On April 5, 2007, Huggins announced that he had accepted the position of head coach at his alma mater, West Virginia University. Huggins succeeded John Beilein who left to fill the same position with the Michigan Wolverines. Only nine games into the 2007–2008 season, the Mountaineers entered the AP Top 25 poll carrying a #24 ranking with an 8–1 record. On December 22, 2007, Huggins achieved his 600th victory as a head coach in a road game at Canisius. The Mountaineers finished the regular season with an 83–74 overtime victory over St. John's, then opened the Big East tournament with a 58–53 victory over Providence. In the second round of the tourney, the Mountaineers upset the #15-ranked Connecticut Huskies, 78–72. Joe Alexander contributed with a career-high 34 points and 7 rebounds. The Mountaineers then lost to the #9 Georgetown Hoyas, 55–72, in the tourney semifinals.

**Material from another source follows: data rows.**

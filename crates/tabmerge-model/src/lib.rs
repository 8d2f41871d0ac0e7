//! Shared data model for tabmerge.
//!
//! Sources are read into [`ParsedSource`] values: an ordered header plus a
//! [`RecordStore`] keyed by record identifier. The consolidation engine merges
//! those stores and renders them against a unified schema.

pub mod error;
pub mod options;
pub mod record;
pub mod source;

pub use error::ErrorKind;
pub use options::{
    DEFAULT_HTML_TABLE_ID, DEFAULT_ID_COLUMN, DEFAULT_OUTPUT_PATH, DEFAULT_PLACEHOLDER,
    MergeOptions, MergePolicy, QuoteStyle,
};
pub use record::{Record, RecordStore};
pub use source::{ParsedSource, SourceKind};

The showing by WVU in the Big East tourney propelled them into the West region of the NCAA tournament as a #7-seed. The Mountaineers defeated Arizona in the first round 75–65 and defeated #2-Seed Duke 73–67 to move into the Sweet Sixteen giving Huggins his first Sweet Sixteen appearance since 2001 when he coached at Cincinnati. In the Sweet 16 matchup against #3-seed Xavier, the Mountaineers rallied from an 18-point deficit early in the game to tie the game 64–64 and send it into overtime. However, the Xavier Musketeers pulled out the victory, 79–75, with two 3-pointers in the last 1:18 of the ballgame. West Virginia finished the season ranked #17 in the AP poll. At the end of just his first season at West Virginia, Huggins signed an 11-year contract extension that would keep him coaching at West Virginia until the age of 65.[17]

On May 18, 2008, Huggins completed his recruiting class with the signing of small forward, Devin Ebanks. The #13-ranked prospect had signed with Indiana before decommitting and looking at Memphis, Texas, Rutgers and WVU. Ebanks was the last addition to the freshman class that included #11-power forward Kevin Jones, #34-power forward Roscoe Davis and #26-point guard Darryl Bryant.[18]

West Virginia began the 2008–09 season 4–0, led by senior Alex Ruoff, junior Da'Sean Butler and a freshman class highlighted by Devin Ebanks and Darryl Bryant. After wins over Delaware State and Iowa, they lost the Las Vegas Invitational tournament championship game to Kentucky 54–43, but then bounced back with two wins to move to 6–1. However, they lost a last-second game to #22 Davidson and Stephen Curry in Madison Square Garden, 68–65. Following the loss, WVU posted five straight victories; this streak included a 76–48 win over #13 Ohio State in Columbus, snapping the Buckeyes' 14-game win streak and handing OSU their biggest home loss since 1998.[19] However, the streak ended in a 61–55 loss to #5 Connecticut which was followed by a 75–53 loss to #15 Marquette. The Mountaineers bounced back with a three-game win streak that included a 75–58 victory over #14 Georgetown in Washington, D.C. The streak ended in the 79–67 loss to #4 Pittsburgh in the Backyard Brawl. WVU defeated St. John's, but then lost to #7 Louisville and #20 Syracuse back-to-back. The Mountaineers ended the losing streak with an 86–59 win over Providence, but then lost to #4 Pitt for the second time.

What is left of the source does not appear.